A new name created a major flutter in Japan, according to a report.
Japanese printers rushed to turn out calendars emblazoned with the new imperial era name as the public tried to make sense of the meaning of “Reiwa” a day after its unveiling gripped the nation, says a Reuters report.
The new era begins on May 1 when Crown Prince Naruhito ascends the Chrysanthemum Throne a day after the abdication of his father, Emperor Akihito, brings to an end the 31-year Heisei era.
The name, or “gengo”, figures in daily life on coins, drivers’ licences and official paperwork, as well as in counting years, though many Japanese also use the Western calendar.
But Reiwa’s meaning has generated confusion and controversy.
The first character, “rei,” is often used to mean “command” or “order,” imparting an authoritarian nuance that offends some. Prime Minister Shinzo Abe and his government prefer “good” or “beautiful”, a less widely known sense.
Household Cats Respond To Own Names
Hey Kitty! Yes, you. A new study suggests household cats can respond to the sound of their own names, says a report.
No surprise to you or most cat owners, right? But Japanese scientists said that they’ve provided the first experimental evidence that cats can distinguish between words that we people say, says the AP report.
Atsuko Saito of Sophia University in Tokyo says there’s no evidence cats actually attach meaning to our words, not even their own names. Instead, they’ve learned that when they hear their names they often get rewards like food or play, or something bad like a trip to the vet. And they hear their names a lot. So the sound of it becomes special, even if they don’t really understand it refers to their identity.
Saito and colleagues describe the results of their research in the journal Scientific Reports. In four experiments with 16 to 34 animals, each cat heard a recording of its owner’s voice, or another person’s voice, that slowly recited a list of four nouns or other cat’s names, followed by the cat’s own name.
Many cats initially reacted — such as by moving their heads, ears or tails — but gradually lost interest as the words were read. The crucial question was whether they’d respond more to their name.
Sure enough, on average, these cats perked up when they heard their own name.
Man Stuffs Stolen Chain Saw In Pants
A man in the US found a novel way to hide a stolen item, a chain saw, says a report.
A California business owner says store surveillance video recorded the man stealing the small chain saw by stuffing it down his pants.

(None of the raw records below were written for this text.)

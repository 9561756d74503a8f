use super::{schedule_days, DaySchedule, LightAction, LightExposureRecommendation};
use crate::travel::{format_clock, Direction};

/// Preparation starts at most this many days before departure.
pub const MAX_PRE_TRAVEL_DAYS: u32 = 3;

/// Largest shift applied per preparation day, in minutes.
const MAX_SHIFT_PER_DAY_MIN: f64 = 60.0;

const EAST_LIGHT_ANCHOR_MIN: i64 = 7 * 60;
const EAST_DIM_ANCHOR_MIN: i64 = 21 * 60;
const WEST_MORNING_MIN: i64 = 6 * 60;
const WEST_NAP_MIN: i64 = 13 * 60;
const WEST_LIGHT_ANCHOR_MIN: i64 = 18 * 60;

/// Gradual body-clock shift for the days before departure.
///
/// Eastward trips move morning light and evening dimming earlier each day;
/// westward trips keep mornings dim and push evening light later. Day 1 is
/// the first preparation day.
pub fn pre_travel_schedule(direction: Direction, zone_difference: f64) -> Vec<DaySchedule> {
    let days = schedule_days(zone_difference, MAX_PRE_TRAVEL_DAYS);
    if days == 0 {
        return Vec::new();
    }

    let step_min = (zone_difference * 60.0 / f64::from(days))
        .min(MAX_SHIFT_PER_DAY_MIN)
        .round() as i64;

    (1..=days)
        .map(|day| {
            let shift = i64::from(day) * step_min;
            match direction {
                Direction::Eastward => eastward_day(shift),
                Direction::Westward => westward_day(shift),
            }
        })
        .collect()
}

fn eastward_day(shift_min: i64) -> DaySchedule {
    vec![
        LightExposureRecommendation::new(
            format_clock(EAST_LIGHT_ANCHOR_MIN - shift_min),
            LightAction::BrightLight,
            "Get bright light exposure (10,000+ lux) - outdoor sunlight or light therapy box",
        )
        .with_intensity("10,000+ lux"),
        LightExposureRecommendation::new(
            "Afternoon",
            LightAction::SeekLight,
            "Avoid napping - stay active in daylight to build sleep pressure for an earlier bedtime",
        )
        .with_intensity("Natural daylight"),
        LightExposureRecommendation::new(
            format_clock(EAST_DIM_ANCHOR_MIN - shift_min),
            LightAction::AvoidLight,
            "Start dimming lights, avoid screens. Use blue light filters.",
        ),
    ]
}

fn westward_day(shift_min: i64) -> DaySchedule {
    vec![
        LightExposureRecommendation::new(
            format_clock(WEST_MORNING_MIN),
            LightAction::AvoidLight,
            "Keep lights dim, wear sunglasses if going outside",
        ),
        LightExposureRecommendation::new(
            format_clock(WEST_NAP_MIN),
            LightAction::DimLight,
            "A short nap is fine if needed - keep it under 30 minutes and finish before 15:00",
        ),
        LightExposureRecommendation::new(
            format_clock(WEST_LIGHT_ANCHOR_MIN + shift_min),
            LightAction::BrightLight,
            "Get bright light exposure in the evening to push your body clock later",
        )
        .with_intensity("10,000+ lux"),
    ]
}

Jeff Bennett of RG Equipment said his security camera caught the theft.
The video shows the man take the chain saw from a display, stuff the blade down his pants and cover the engine assembly with his jacket.
Bennett says the man drove off in a pickup truck. He believes an accomplice was watching the store earlier.
Lithuanian Gets Airplane Surprise
A Lithuanian man flying to Italy got a pleasant surprise when he boarded the plane: He was the only passenger on the Boeing 737-800, says a report.
Skirmantas Strimaitis, who was flying from capital Vilnius to the northern Italian city of Bergamo for a skiing holiday, had the whole plane — which can usually sit up to 188 people — to himself. The only others onboard were two pilots and five crew members, says the AP report.
The Novaturas travel agency said it had chartered the plane to fly a group home from Italy, and to avoid flying empty, one-way tickets were sold. Only one person bought one.
Strimaitis said the flight, which lasted more than two hours, was “a once in the lifetime experience.”
Cop Catches Fugitive In The Buff
There’s no escape from the long arm of the law in Sweden. Not even sitting naked in a sauna, says a report.
Police spokewoman Carina Skagerlind says an off-duty police officer found himself sitting in the same sauna in Rinkeby, a Stockholm suburb, as a fugitive who had dodged a jail sentence for aggravated assault, among other offences.
Skagerlind says after recognising each other, “the naked police officer calmly told the man that he should consider himself arrested.”
She said the officer called colleagues to pick up the fugitive, adding “the arrest was undramatic and the wanted man didn’t try to flee.”